▶ _Record excerpts_:
//! Plot Layout - Geometry of 2-D plot widgets
//!
//! This crate distributes the area of a plot among its components:
//! - A title above and a footer below the plot
//! - A legend in a strip along one of the edges
//! - Up to four axis scales around the canvas
//! - The canvas the data is drawn on
//!
//! Title, footer and axis labels wrap depending on the space they get, so
//! their sizes are resolved together before the scales are aligned to the
//! canvas. The plot itself is only seen through the traits in
//! [`components`]; [`scene`] provides a plain value description of a plot
//! that can be loaded from JSON.

mod align;
mod axis;
pub mod components;
mod config;
mod error;
mod expand;
mod geometry;
mod layout;
mod legend;
mod options;
pub mod scene;
mod size_hint;
mod snapshot;

pub use align::*;
pub use axis::*;
pub use config::*;
pub use error::*;
pub use expand::*;
pub use geometry::*;
pub use layout::*;
pub use legend::*;
pub use options::*;
pub use size_hint::*;
pub use snapshot::*;
//! Options for a single layout pass

use std::ops::{BitOr, BitOrAssign};

/// Set of flags that suppress contributions to one layout pass
///
/// The flags never change the stored configuration of the layout.
#[derive(Debug, Clone, Copy, Default, PartialEq, Eq, Hash)]
pub struct LayoutOptions(u8);

impl LayoutOptions {
    /// No flags set
    pub const NONE: LayoutOptions = LayoutOptions(0);
    /// Leave no space for the legend
    pub const IGNORE_LEGEND: LayoutOptions = LayoutOptions(0x01);
    /// Do not reserve room for legend scrollbars
    pub const IGNORE_SCROLLBARS: LayoutOptions = LayoutOptions(0x02);
    /// Ignore frames and content margins of title, footer and canvas
    pub const IGNORE_FRAMES: LayoutOptions = LayoutOptions(0x04);
    /// Leave no space for the title
    pub const IGNORE_TITLE: LayoutOptions = LayoutOptions(0x08);
    /// Leave no space for the footer
    pub const IGNORE_FOOTER: LayoutOptions = LayoutOptions(0x10);

    pub fn contains(self, other: LayoutOptions) -> bool {
        self.0 & other.0 == other.0
    }

    pub fn is_empty(self) -> bool {
        self.0 == 0
    }

    pub fn insert(&mut self, other: LayoutOptions) {
        self.0 |= other.0;
    }

    pub fn remove(&mut self, other: LayoutOptions) {
        self.0 &= !other.0;
    }
}

impl BitOr for LayoutOptions {
    type Output = LayoutOptions;

    fn bitor(self, rhs: LayoutOptions) -> LayoutOptions {
        LayoutOptions(self.0 | rhs.0)
    }
}

impl BitOrAssign for LayoutOptions {
    fn bitor_assign(&mut self, rhs: LayoutOptions) {
        self.0 |= rhs.0;
    }
}
//! Error types for the plot layout crate
//!
//! Layout passes themselves never fail. Errors only come from loading
//! configuration and scene descriptions.

use thiserror::Error;

/// Errors that can occur when loading layout inputs
#[derive(Error, Debug)]
pub enum LayoutError {
    /// Invalid layout configuration
    #[error("Invalid layout configuration: {0}")]
    Config(String),

    /// Invalid scene description
    #[error("Invalid scene description: {0}")]
    Scene(String),

    /// JSON error
    #[error("JSON error: {0}")]
    Json(#[from] serde_json::Error),

    /// IO error
    #[error("IO error: {0}")]
    Io(#[from] std::io::Error),
}

/// Result type for plot layout operations
pub type Result<T> = std::result::Result<T, LayoutError>;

▶ _The problem_: Write down again the exact lines running from the beginning of the data to the line containing "around the canvas", with both ends included.

▶ _Result of this exercise_:
//! Plot Layout - Geometry of 2-D plot widgets
//!
//! This crate distributes the area of a plot among its components:
//! - A title above and a footer below the plot
//! - A legend in a strip along one of the edges
//! - Up to four axis scales around the canvas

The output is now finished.